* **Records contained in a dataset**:

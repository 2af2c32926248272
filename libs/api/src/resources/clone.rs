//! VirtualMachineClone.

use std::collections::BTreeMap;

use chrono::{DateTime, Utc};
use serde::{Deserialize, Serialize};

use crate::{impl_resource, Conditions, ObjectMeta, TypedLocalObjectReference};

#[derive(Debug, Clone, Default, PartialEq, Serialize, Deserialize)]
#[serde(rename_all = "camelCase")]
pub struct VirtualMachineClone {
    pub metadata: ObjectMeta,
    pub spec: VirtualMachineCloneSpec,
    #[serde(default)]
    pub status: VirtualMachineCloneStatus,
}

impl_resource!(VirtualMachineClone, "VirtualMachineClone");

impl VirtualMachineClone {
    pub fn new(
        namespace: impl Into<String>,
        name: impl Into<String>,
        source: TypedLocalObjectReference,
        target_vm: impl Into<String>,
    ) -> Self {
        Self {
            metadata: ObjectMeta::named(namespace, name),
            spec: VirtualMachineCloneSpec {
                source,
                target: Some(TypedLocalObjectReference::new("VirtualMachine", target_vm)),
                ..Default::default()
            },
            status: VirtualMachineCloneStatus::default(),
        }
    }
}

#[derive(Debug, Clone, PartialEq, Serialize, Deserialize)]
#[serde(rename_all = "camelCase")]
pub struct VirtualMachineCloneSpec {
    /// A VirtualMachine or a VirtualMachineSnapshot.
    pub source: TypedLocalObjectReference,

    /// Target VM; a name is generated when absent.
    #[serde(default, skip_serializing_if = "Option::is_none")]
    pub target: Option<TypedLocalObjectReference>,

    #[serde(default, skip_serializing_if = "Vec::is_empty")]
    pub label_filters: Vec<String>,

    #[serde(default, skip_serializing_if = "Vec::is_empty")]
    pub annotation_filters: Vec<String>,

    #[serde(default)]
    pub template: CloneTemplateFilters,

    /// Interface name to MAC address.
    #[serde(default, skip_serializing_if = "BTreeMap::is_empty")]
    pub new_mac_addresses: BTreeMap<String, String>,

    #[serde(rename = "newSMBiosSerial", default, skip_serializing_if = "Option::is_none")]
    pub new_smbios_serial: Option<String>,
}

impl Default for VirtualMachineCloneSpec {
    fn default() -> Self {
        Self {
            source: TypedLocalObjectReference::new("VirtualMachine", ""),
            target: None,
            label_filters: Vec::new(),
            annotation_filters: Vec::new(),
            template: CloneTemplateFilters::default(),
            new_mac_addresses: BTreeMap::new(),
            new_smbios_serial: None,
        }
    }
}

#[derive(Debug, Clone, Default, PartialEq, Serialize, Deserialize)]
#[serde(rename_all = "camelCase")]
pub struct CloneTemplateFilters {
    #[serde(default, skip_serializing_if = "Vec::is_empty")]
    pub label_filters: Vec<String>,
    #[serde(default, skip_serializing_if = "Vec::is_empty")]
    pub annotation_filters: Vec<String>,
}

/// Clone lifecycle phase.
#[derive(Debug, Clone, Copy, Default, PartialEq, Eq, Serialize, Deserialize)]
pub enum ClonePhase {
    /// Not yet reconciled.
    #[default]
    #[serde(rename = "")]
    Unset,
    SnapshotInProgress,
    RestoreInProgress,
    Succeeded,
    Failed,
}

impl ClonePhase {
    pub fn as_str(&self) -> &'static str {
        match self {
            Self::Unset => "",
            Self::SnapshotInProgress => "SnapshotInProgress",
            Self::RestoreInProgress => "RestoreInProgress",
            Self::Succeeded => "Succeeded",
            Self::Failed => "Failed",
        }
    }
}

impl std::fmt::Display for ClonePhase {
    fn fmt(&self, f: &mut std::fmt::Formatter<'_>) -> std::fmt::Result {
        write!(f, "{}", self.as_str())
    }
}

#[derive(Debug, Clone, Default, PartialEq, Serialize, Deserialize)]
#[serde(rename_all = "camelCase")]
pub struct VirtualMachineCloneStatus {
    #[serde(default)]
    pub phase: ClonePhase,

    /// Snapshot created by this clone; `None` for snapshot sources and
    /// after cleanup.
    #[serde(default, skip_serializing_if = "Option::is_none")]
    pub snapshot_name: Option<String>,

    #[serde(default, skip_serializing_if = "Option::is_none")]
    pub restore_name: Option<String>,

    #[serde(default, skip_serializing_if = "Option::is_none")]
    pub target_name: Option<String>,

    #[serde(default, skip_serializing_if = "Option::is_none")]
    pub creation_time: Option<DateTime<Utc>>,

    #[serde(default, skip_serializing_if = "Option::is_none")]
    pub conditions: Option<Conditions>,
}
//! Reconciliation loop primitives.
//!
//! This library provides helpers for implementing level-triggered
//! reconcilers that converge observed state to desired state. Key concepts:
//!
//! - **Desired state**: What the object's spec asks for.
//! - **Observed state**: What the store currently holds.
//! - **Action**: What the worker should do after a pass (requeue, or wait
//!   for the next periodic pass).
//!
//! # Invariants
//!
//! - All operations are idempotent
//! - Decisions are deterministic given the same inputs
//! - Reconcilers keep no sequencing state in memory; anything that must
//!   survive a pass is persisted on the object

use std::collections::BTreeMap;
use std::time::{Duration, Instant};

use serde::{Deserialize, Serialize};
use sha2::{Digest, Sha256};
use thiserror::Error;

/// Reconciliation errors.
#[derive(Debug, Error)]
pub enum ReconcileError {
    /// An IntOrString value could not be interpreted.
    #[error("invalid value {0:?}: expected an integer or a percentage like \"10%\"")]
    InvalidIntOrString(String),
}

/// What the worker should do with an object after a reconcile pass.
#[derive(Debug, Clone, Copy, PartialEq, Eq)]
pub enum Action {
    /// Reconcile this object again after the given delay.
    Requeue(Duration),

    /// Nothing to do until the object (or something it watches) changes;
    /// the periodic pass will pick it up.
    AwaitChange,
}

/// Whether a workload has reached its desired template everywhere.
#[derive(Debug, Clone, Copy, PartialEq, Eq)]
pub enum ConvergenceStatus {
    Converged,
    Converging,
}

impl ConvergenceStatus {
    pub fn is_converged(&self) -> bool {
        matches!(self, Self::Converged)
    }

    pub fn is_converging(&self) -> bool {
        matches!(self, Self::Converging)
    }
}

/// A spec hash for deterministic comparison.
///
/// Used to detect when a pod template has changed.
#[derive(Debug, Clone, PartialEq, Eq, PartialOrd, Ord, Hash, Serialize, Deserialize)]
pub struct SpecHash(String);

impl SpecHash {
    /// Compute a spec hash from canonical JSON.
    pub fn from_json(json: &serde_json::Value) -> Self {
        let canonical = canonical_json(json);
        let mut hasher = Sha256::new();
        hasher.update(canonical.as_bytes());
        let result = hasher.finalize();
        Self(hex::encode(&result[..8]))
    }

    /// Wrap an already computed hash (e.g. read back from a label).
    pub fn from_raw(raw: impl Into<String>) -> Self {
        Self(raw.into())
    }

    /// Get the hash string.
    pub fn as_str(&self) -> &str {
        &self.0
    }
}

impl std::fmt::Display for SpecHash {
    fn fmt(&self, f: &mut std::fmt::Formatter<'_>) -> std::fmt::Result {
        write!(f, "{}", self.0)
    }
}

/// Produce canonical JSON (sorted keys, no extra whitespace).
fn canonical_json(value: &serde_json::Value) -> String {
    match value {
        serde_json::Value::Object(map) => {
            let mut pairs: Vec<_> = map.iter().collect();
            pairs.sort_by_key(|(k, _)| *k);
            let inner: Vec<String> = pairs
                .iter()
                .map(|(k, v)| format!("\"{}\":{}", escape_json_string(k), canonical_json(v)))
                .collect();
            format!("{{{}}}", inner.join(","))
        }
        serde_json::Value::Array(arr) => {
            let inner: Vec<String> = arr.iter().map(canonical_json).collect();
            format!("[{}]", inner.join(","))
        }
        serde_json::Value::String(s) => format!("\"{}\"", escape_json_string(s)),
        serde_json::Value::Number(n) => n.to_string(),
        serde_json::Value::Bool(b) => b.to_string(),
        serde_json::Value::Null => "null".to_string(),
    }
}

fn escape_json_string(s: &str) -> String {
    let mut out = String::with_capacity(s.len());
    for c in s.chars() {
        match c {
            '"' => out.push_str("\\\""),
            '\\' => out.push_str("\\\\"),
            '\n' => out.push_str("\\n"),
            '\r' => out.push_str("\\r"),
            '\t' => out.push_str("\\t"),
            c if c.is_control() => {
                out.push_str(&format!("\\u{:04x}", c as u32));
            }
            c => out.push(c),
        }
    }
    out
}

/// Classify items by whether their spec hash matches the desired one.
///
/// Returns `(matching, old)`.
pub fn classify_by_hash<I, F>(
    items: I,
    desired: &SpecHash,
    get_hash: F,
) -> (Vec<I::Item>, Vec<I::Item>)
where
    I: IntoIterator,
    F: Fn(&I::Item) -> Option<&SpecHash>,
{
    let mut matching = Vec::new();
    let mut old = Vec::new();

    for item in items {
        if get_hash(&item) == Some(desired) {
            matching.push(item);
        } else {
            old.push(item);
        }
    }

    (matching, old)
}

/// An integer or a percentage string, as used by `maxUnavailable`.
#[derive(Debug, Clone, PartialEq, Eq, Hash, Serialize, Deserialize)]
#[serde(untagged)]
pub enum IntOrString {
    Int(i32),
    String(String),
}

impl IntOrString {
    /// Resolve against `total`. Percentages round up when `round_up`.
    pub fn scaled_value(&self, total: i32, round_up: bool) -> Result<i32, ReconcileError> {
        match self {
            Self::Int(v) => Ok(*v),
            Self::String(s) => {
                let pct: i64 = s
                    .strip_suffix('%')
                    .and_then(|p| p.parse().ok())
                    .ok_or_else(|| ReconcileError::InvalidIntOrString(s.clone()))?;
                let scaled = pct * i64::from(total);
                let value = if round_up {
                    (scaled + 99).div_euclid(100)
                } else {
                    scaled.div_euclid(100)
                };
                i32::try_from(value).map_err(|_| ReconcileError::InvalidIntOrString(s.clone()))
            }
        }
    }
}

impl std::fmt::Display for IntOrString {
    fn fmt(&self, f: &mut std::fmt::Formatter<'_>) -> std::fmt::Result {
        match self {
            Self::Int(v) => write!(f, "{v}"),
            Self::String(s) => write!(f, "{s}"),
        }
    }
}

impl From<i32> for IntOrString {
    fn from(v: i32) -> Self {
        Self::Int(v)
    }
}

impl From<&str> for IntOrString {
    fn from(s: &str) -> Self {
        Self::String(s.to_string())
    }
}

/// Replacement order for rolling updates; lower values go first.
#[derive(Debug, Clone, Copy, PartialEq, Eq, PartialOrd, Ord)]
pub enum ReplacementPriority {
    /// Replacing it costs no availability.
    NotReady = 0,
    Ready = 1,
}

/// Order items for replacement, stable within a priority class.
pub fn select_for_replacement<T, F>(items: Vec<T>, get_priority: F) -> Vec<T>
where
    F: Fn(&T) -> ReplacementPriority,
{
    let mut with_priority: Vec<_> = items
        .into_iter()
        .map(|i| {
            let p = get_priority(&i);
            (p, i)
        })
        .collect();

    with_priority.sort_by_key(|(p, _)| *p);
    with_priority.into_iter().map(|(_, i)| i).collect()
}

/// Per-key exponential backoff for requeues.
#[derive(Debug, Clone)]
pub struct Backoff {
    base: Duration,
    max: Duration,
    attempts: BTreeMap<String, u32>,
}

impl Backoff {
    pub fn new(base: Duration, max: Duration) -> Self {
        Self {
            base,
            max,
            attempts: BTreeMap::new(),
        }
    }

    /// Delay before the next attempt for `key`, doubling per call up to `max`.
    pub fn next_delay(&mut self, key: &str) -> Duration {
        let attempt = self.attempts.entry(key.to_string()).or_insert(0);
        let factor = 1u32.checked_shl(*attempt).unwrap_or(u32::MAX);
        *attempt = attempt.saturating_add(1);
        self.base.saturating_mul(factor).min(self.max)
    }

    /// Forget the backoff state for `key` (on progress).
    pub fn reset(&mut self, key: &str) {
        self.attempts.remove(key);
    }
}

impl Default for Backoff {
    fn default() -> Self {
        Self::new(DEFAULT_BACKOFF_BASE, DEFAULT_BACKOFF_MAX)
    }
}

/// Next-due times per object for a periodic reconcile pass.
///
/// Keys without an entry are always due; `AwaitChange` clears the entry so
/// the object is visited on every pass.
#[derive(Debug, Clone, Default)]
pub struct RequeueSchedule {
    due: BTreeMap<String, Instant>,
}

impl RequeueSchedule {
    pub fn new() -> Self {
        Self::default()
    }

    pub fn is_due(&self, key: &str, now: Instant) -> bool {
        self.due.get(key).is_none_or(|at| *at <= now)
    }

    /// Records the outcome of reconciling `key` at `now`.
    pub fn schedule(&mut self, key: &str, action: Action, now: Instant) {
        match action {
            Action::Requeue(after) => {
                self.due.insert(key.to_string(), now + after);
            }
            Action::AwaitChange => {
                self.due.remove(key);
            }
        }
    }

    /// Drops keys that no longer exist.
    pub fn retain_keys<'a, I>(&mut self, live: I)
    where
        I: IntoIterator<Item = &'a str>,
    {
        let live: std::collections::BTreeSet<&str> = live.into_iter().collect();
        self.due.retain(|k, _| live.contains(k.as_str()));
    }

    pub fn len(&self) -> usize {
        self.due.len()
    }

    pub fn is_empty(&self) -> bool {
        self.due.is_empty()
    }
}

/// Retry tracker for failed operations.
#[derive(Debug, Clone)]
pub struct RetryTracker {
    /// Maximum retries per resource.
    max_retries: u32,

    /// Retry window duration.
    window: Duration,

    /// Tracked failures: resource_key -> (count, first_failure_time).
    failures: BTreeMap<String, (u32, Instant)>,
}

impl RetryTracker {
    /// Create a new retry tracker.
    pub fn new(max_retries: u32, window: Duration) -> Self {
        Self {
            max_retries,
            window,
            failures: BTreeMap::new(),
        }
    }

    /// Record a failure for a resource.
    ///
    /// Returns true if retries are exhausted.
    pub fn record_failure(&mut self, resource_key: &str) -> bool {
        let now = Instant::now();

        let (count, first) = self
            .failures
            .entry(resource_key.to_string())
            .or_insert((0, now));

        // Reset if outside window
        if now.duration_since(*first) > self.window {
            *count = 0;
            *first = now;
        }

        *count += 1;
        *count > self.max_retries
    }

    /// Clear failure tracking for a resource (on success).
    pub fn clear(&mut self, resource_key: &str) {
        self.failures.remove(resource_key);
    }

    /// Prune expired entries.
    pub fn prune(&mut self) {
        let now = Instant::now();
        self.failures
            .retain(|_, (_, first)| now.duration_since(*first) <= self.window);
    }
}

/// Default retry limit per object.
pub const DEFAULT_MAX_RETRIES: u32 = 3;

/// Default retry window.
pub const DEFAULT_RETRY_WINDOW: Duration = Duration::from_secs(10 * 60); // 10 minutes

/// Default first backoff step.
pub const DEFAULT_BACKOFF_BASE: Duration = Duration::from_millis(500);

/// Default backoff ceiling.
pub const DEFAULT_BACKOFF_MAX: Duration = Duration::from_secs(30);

---

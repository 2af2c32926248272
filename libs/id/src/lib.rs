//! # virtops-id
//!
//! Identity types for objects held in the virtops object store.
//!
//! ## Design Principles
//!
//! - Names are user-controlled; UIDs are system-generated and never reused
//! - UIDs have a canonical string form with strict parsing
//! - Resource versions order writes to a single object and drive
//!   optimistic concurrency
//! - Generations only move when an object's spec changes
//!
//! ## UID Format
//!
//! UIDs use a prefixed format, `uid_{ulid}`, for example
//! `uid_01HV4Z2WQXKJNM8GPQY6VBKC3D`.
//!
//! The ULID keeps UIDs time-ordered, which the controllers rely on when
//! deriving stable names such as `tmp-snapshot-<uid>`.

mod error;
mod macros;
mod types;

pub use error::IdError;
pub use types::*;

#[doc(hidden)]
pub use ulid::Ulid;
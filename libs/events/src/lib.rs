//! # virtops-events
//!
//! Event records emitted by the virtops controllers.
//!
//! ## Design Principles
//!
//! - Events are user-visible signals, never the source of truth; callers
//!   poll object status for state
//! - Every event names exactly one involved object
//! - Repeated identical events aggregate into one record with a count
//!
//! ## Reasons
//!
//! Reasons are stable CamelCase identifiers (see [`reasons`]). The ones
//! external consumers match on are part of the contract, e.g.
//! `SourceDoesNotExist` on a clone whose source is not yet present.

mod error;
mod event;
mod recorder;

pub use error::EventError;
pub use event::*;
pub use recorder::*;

* **PROBLEM TO WORK ON**:
What are the lines, exactly as written above, from the line with "for a resource." to the line with "pub const DEFAULT_BACKOFF_MAX: Duration", both included? Output only those.

* **FINISHED TASK**:
    /// Record a failure for a resource.
    ///
    /// Returns true if retries are exhausted.
    pub fn record_failure(&mut self, resource_key: &str) -> bool {
        let now = Instant::now();

        let (count, first) = self
            .failures
            .entry(resource_key.to_string())
            .or_insert((0, now));

        // Reset if outside window
        if now.duration_since(*first) > self.window {
            *count = 0;
            *first = now;
        }

        *count += 1;
        *count > self.max_retries
    }

    /// Clear failure tracking for a resource (on success).
    pub fn clear(&mut self, resource_key: &str) {
        self.failures.remove(resource_key);
    }

    /// Prune expired entries.
    pub fn prune(&mut self) {
        let now = Instant::now();
        self.failures
            .retain(|_, (_, first)| now.duration_since(*first) <= self.window);
    }
}

/// Default retry limit per object.
pub const DEFAULT_MAX_RETRIES: u32 = 3;

/// Default retry window.
pub const DEFAULT_RETRY_WINDOW: Duration = Duration::from_secs(10 * 60); // 10 minutes

/// Default first backoff step.
pub const DEFAULT_BACKOFF_BASE: Duration = Duration::from_millis(500);

/// Default backoff ceiling.
pub const DEFAULT_BACKOFF_MAX: Duration = Duration::from_secs(30);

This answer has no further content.